= EXERCISE PROMPT =
Repeat, exactly and completely, the entries shown underneath.

= THE DATA =

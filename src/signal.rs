use anyhow::{Context, Result};
use std::sync::Arc;
use std::sync::atomic::{AtomicBool, Ordering};

pub fn setup_shutdown_signal() -> Result<Arc<AtomicBool>> {
    let shutdown_signal = Arc::new(AtomicBool::new(false));
    let signal_clone = Arc::clone(&shutdown_signal);

    ctrlc::set_handler(move || {
        signal_clone.store(true, Ordering::SeqCst);
        eprintln!("\n收到中斷信號，正在安全關閉...");
    })
    .context("無法設定 Ctrl-C 處理器")?;

    Ok(shutdown_signal)
}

= THE ANSWER =
filename src/signal.rs
use anyhow::{Context, Result};
use std::sync::Arc;
use std::sync::atomic::{AtomicBool, Ordering};

pub fn setup_shutdown_signal() -> Result<Arc<AtomicBool>> {
    let shutdown_signal = Arc::new(AtomicBool::new(false));
    let signal_clone = Arc::clone(&shutdown_signal);

    ctrlc::set_handler(move || {
        signal_clone.store(true, Ordering::SeqCst);
        eprintln!("\n收到中斷信號，正在安全關閉...");
    })
    .context("無法設定 Ctrl-C 處理器")?;

    Ok(shutdown_signal)
}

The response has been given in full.